I've read in two .jpg files using image_read
(from the magick
package) and then used cat
and image_ocr
to extract text from both and combine them into one return. This does return the text, but with quite a few errors that will need rectified using regular expressions. However, I can't seem to use the regular expressions and have it return the text again. This was originally showing the class of the vector as "NULL", so I added in the as.character
function to my preceding code hoping that would allow me to return the text after using regular expressions, but it only returns "character(0)" now. I have tried using lapply
to convert the vector to character, and tried using unlist(text)
to see if that helped, but got similar results. Here is what I have currently:
#read in image files
text.1 <- image_read("dthw02_Olympics_1.jpg")
text.2 <- image_read("dthw02_Olympics_2.jpg")
#return ocr date from both images combined
text <- as.character(cat(image_ocr(text.1), (image_ocr(text.2))))
class(text) #returns "character"
#regular expressions test to replace lower case with upper case
text <- gsub("paris", "PARIS", text)
text #returns character(0) and doesn't show the text
Here is what I get after the line
text <- as.character(cat(image_ocr(text.1), (image_ocr(text.2))))
I don't actually have to call text
it just returns this when the line is run.
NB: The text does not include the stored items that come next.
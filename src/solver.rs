//! The WalkSAT search loop: random restarts of greedy-with-noise flipping,
//! with the float theory consulted every time a candidate model is reached.
use log::{debug, info, trace};
use rand::rngs::SmallRng;
use rand::{Rng, SeedableRng};

use crate::assign::Valuation;
use crate::builder::Problem;
use crate::clause::ClauseDb;
use crate::config::Config;
use crate::float::FloatTheory;
use crate::solution::Solution;
use crate::theory::TheorySolver;
use crate::types::PropId;

/// Runs the configured number of tries/flips against `problem`, consulting
/// its float theory on every fully boolean-satisfying valuation. Returns
/// `None` if no model is found within budget.
pub fn solve(problem: &mut Problem) -> Option<Solution> {
    let config = problem.config().clone();
    let mut rng = match config.seed {
        Some(seed) => SmallRng::seed_from_u64(seed),
        None => SmallRng::from_entropy(),
    };

    info!(
        "starting search: {} propositions, {} clauses, {} tries x {} flips",
        problem.num_propositions(),
        problem.clauses().len(),
        config.max_tries,
        config.max_flips
    );

    // Held separately from `problem` for the duration of the search so the
    // theory can be called with a plain `&Problem` alongside its own
    // `&mut self`, instead of fighting the borrow checker over one field.
    let mut float = problem.take_float();
    let result = search(problem, &mut float, &mut rng, &config);
    problem.restore_float(float);
    result
}

fn search(problem: &Problem, float: &mut FloatTheory, rng: &mut SmallRng, config: &Config) -> Option<Solution> {
    let num_props = problem.num_propositions();
    // Propositions the theory hook is allowed to perturb when it rejects a
    // candidate model: every non-constant variable, since a constant's value
    // is pinned for the whole search (see `Problem::constant_true`/`constant_false`).
    let non_constant: Vec<PropId> = (1..=num_props).filter(|p| !problem.forced_values().contains_key(p)).collect();
    for attempt in 0..config.max_tries.max(1) {
        let mut initial = vec![false; num_props + 1];
        for p in 1..=num_props {
            initial[p] = rng.gen_bool(0.5);
        }
        for (&p, &v) in problem.forced_values() {
            initial[p] = v;
        }
        for (p, v) in float.propagate_predetermined(problem) {
            initial[p] = v;
        }

        let mut valuation = Valuation::new(num_props, &initial, problem.clauses());
        debug!("attempt {attempt}: {} clauses initially unsatisfied", valuation.unsatisfied().len());

        for flip in 0..config.max_flips {
            if valuation.is_fully_satisfied() {
                trace!("attempt {attempt}: boolean model found after {flip} flips");
                for float_try in 0..config.max_float_tries.max(1) {
                    if let Some(values) = float.solve(problem, &valuation, rng) {
                        info!("solution found on attempt {attempt}, float try {float_try}");
                        return Some(Solution::new(valuation, values, problem));
                    }
                }
                trace!("attempt {attempt}: boolean model admits no float witness, perturbing and resuming search");
                // Spec: keep flipping from the current assignment rather than
                // restarting with a fresh random one. There is no unsatisfied
                // clause to drive `choose_flip`, so perturb a uniformly random
                // non-constant variable instead, same as the noise move.
                if !non_constant.is_empty() {
                    let p = non_constant[rng.gen_range(0..non_constant.len())];
                    valuation.flip(p, problem.clauses());
                }
                continue;
            }
            let p = choose_flip(&valuation, problem.clauses(), rng, config.noise);
            valuation.flip(p, problem.clauses());
        }
    }
    None
}

/// Picks the proposition to flip next: with probability `noise%`, a uniformly
/// random variable from some unsatisfied clause (a "random walk" step);
/// otherwise the variable whose flip causes the fewest clauses to become
/// newly unsatisfied (breaking ties by preferring more clauses newly
/// satisfied, then uniformly at random).
fn choose_flip(valuation: &Valuation, clauses: &ClauseDb, rng: &mut SmallRng, noise: u8) -> PropId {
    let unsatisfied = valuation.unsatisfied();
    debug_assert!(!unsatisfied.is_empty());
    let pick_clause = unsatisfied[rng.gen_range(0..unsatisfied.len())];
    let candidates = &clauses.get(pick_clause).disjuncts;

    if rng.gen_range(0..100) < noise as u32 {
        return candidates[rng.gen_range(0..candidates.len())].prop_id();
    }

    let mut best_break = u32::MAX;
    let mut best_make = 0u32;
    let mut best: Vec<PropId> = Vec::new();
    for lit in candidates {
        let p = lit.prop_id();
        let broken = flip_break_count(valuation, clauses, p);
        let made = flip_make_count(valuation, clauses, p);
        if broken < best_break || (broken == best_break && made > best_make) {
            best_break = broken;
            best_make = made;
            best.clear();
            best.push(p);
        } else if broken == best_break && made == best_make {
            best.push(p);
        }
    }
    best[rng.gen_range(0..best.len())]
}

/// How many currently-satisfied clauses would become unsatisfied if `p` flipped.
fn flip_break_count(valuation: &Valuation, clauses: &ClauseDb, p: PropId) -> u32 {
    valuation
        .occurrences_lost_by_flip(p)
        .iter()
        .filter(|&&cid| {
            let clause = clauses.get(cid);
            let after = valuation.true_count(cid) - 1;
            clause.is_satisfied_by_count(valuation.true_count(cid)) && !clause.is_satisfied_by_count(after)
        })
        .count() as u32
}

/// How many currently-unsatisfied clauses would become satisfied if `p` flipped.
fn flip_make_count(valuation: &Valuation, clauses: &ClauseDb, p: PropId) -> u32 {
    valuation
        .occurrences_gained_by_flip(p)
        .iter()
        .filter(|&&cid| {
            let clause = clauses.get(cid);
            let after = valuation.true_count(cid) + 1;
            !clause.is_satisfied_by_count(valuation.true_count(cid)) && clause.is_satisfied_by_count(after)
        })
        .count() as u32
}

#[cfg(test)]
mod tests {
    use super::*;
    use crate::builder::Problem;
    use crate::config::Config;

    #[test]
    fn trivial_satisfiable_problem_is_solved() {
        let mut p = Problem::new(Config::with_seed(42));
        let a = p.proposition("a");
        let b = p.proposition("b");
        p.exists(vec![a, b]).unwrap();
        p.finalize().unwrap();
        assert!(solve(&mut p).is_some());
    }

    #[test]
    fn contradictory_unit_clauses_are_caught_by_unit_propagation() {
        let mut config = Config::with_seed(7);
        config.max_tries = 2;
        config.max_flips = 50;
        let mut p = Problem::new(config);
        let a = p.proposition("a");
        p.assert(a).unwrap();
        p.assert(a.negate()).unwrap();
        assert_eq!(p.finalize(), Err(crate::error::Error::UnsatAtCompileTime));
    }

    #[test]
    fn contradictory_cardinality_clauses_fail_within_budget() {
        // `unit_propagate` only reasons about normal (OR) clauses, so a
        // contradiction expressed through cardinality clauses still has to
        // be discovered by search instead of at compile time.
        let mut config = Config::with_seed(7);
        config.max_tries = 2;
        config.max_flips = 50;
        let mut p = Problem::new(config);
        let a = p.proposition("a");
        let b = p.proposition("b");
        p.assert_clause(2, 2, vec![a, b.negate()]).unwrap();
        p.assert_clause(0, 0, vec![a, b.negate()]).unwrap();
        p.finalize().unwrap();
        assert!(solve(&mut p).is_none());
    }
}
» LA 2028 5 BEIWING 2008 2 SEOUL 1988 &B MEXICO 1968 shy LONDON 1948
a PARIS 2024 a ATHENS 2004 cs LOS ANGELES 1984 @ TOKYO 1964 Al BERLIN 1936
© =
‘TOKYO 2020 =| SYDNEY 2000 MOSCOW 1980 mS ROME 1960 oe LOS ANGELES 1932 & | 6 MELBOURNE/ g
cose RIO 2016 ATLANTA 1996 ae MONTREAL 1976 | STOGKHOLM‘656 AMSTERDAM 1928 D4 LONDON 2012 a BARCELONA 1992 sm MUNICH 1972 1 -| HELSINKI 1952 "paris 1924 8 ANTWERP 1920 g ATHENS 1896 2 STOCKHOLM 1912
8 LONDON 1908
ST. LOUIS 1904
4s PARIS 1900
My test of regular expressions is meant to just replace paris with PARIS, but then I'll have a lot of work to do with regular expressions after that.
CodePudding user response:
Solved in commments:
You need to use either c(image_ocr(text.1), (image_ocr(text.2)))
OR paste(image_ocr(text.1), (image_ocr(text.2)))
, depending on whether you want a vector or one long character string.
The cat(...)
function is Concatenate and Print and will not return your string. (See ?cat()
for details)